[Opening Records to use section]
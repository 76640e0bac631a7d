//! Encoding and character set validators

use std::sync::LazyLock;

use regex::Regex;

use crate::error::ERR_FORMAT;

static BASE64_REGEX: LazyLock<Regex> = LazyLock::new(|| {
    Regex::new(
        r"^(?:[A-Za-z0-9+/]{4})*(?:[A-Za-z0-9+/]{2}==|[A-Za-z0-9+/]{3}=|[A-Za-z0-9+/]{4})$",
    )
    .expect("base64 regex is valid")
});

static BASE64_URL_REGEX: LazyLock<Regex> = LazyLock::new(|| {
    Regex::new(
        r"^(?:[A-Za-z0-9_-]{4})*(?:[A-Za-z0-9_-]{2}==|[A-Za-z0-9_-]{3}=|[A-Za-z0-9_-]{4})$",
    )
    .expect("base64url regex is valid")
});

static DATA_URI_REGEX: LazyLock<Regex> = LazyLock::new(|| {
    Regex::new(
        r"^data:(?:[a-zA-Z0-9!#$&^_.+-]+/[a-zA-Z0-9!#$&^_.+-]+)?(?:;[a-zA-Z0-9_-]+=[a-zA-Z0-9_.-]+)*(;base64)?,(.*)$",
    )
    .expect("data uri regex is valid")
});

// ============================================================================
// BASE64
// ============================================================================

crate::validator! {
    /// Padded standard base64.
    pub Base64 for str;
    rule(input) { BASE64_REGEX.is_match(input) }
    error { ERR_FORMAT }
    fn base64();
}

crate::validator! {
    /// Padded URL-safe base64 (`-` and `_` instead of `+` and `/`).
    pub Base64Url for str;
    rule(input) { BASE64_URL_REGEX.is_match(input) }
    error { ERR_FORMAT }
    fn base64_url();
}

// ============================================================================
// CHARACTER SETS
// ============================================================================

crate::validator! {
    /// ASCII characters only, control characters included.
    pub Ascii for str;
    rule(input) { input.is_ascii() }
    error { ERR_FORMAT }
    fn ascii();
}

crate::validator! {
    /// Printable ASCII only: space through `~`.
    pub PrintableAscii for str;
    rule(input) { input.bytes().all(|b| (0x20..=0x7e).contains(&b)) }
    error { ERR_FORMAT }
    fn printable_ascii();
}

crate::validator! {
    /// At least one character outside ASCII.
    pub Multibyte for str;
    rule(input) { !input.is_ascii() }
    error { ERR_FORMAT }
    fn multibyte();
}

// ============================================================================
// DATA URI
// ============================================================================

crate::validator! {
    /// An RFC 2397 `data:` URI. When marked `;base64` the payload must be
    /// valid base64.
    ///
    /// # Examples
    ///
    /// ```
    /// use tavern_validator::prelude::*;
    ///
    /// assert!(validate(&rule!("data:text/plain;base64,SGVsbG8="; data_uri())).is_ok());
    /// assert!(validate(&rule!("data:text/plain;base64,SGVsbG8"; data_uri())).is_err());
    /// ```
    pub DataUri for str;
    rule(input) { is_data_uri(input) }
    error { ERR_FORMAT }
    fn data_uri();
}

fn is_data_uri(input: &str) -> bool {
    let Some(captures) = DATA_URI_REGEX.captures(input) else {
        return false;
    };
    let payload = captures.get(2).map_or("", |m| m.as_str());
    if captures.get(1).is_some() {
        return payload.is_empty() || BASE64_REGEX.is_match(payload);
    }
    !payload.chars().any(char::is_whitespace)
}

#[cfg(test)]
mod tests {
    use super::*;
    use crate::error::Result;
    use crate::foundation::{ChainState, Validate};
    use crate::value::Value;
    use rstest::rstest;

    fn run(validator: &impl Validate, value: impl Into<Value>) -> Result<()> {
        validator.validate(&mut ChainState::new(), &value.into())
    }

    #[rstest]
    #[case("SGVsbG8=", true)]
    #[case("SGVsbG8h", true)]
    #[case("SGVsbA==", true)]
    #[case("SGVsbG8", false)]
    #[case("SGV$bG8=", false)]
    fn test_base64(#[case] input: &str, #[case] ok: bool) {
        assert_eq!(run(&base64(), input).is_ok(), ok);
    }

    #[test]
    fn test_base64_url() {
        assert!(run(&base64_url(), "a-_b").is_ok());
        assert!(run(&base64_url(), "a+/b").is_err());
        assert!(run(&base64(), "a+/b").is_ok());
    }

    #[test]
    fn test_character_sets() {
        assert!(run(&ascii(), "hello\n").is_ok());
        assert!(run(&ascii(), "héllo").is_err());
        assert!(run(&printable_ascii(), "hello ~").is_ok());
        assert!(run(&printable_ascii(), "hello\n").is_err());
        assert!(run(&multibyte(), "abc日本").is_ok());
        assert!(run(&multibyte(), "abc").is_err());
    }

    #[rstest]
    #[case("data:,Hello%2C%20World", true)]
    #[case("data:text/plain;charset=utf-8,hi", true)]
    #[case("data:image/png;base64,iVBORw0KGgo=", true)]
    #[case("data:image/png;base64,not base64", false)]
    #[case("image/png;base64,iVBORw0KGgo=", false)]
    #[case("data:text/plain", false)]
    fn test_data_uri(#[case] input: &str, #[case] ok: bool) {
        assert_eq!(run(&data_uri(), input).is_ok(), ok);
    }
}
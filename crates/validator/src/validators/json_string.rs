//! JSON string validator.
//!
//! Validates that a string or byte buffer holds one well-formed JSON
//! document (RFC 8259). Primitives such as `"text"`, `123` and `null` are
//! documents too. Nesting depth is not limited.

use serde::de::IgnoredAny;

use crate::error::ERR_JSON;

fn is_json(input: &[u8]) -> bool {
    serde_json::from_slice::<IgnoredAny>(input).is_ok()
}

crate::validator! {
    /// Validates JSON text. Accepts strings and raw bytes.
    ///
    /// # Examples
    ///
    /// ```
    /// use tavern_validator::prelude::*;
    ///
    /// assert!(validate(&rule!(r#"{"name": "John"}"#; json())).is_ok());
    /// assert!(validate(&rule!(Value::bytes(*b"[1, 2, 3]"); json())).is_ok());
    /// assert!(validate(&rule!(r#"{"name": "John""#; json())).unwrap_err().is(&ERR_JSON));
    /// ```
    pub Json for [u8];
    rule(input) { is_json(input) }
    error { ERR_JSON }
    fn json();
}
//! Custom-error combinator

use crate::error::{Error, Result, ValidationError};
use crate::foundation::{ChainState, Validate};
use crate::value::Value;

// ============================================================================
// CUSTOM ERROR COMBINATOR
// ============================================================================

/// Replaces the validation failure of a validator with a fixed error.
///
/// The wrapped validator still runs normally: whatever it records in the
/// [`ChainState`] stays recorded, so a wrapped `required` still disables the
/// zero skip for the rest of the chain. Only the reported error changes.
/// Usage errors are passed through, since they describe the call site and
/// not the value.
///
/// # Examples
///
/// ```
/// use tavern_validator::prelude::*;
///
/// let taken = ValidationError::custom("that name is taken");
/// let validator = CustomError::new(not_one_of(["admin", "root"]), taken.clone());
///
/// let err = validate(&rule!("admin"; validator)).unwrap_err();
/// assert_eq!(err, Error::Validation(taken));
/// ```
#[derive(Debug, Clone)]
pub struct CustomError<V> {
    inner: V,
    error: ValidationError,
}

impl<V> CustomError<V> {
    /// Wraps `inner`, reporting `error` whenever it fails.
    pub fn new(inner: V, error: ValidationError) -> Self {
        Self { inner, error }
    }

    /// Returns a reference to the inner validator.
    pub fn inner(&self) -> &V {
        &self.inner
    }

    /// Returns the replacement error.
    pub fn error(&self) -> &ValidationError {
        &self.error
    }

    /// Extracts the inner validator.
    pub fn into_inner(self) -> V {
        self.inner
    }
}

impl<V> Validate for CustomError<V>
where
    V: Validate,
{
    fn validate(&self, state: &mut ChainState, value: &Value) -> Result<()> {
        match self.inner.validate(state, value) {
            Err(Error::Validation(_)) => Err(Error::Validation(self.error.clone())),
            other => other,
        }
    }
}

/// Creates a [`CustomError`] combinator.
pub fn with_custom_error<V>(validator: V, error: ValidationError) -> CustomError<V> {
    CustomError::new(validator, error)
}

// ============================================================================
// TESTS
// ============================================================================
[Closing Records to use section]
[Opening Records to use section]
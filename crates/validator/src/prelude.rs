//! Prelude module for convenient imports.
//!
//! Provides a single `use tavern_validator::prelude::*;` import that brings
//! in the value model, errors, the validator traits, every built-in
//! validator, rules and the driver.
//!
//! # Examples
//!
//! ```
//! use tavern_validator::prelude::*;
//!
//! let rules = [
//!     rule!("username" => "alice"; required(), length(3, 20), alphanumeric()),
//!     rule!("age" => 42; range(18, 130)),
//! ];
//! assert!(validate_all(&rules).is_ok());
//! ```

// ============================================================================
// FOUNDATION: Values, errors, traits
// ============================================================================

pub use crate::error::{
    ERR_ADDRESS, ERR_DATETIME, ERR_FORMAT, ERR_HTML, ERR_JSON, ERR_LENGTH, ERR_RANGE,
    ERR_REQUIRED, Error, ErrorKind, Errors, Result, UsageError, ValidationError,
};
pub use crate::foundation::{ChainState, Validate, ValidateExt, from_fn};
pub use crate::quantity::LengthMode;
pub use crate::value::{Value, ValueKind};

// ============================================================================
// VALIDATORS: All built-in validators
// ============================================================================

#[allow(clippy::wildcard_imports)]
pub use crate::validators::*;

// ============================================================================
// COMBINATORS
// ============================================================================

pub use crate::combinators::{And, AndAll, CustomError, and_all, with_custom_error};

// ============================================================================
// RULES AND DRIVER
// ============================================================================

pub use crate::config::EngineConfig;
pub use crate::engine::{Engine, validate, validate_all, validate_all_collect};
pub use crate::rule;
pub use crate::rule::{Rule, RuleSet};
[Closing Records to use section]
In the entries above, how many lines include the word "image"? Only the number should be given.

# Expected output
3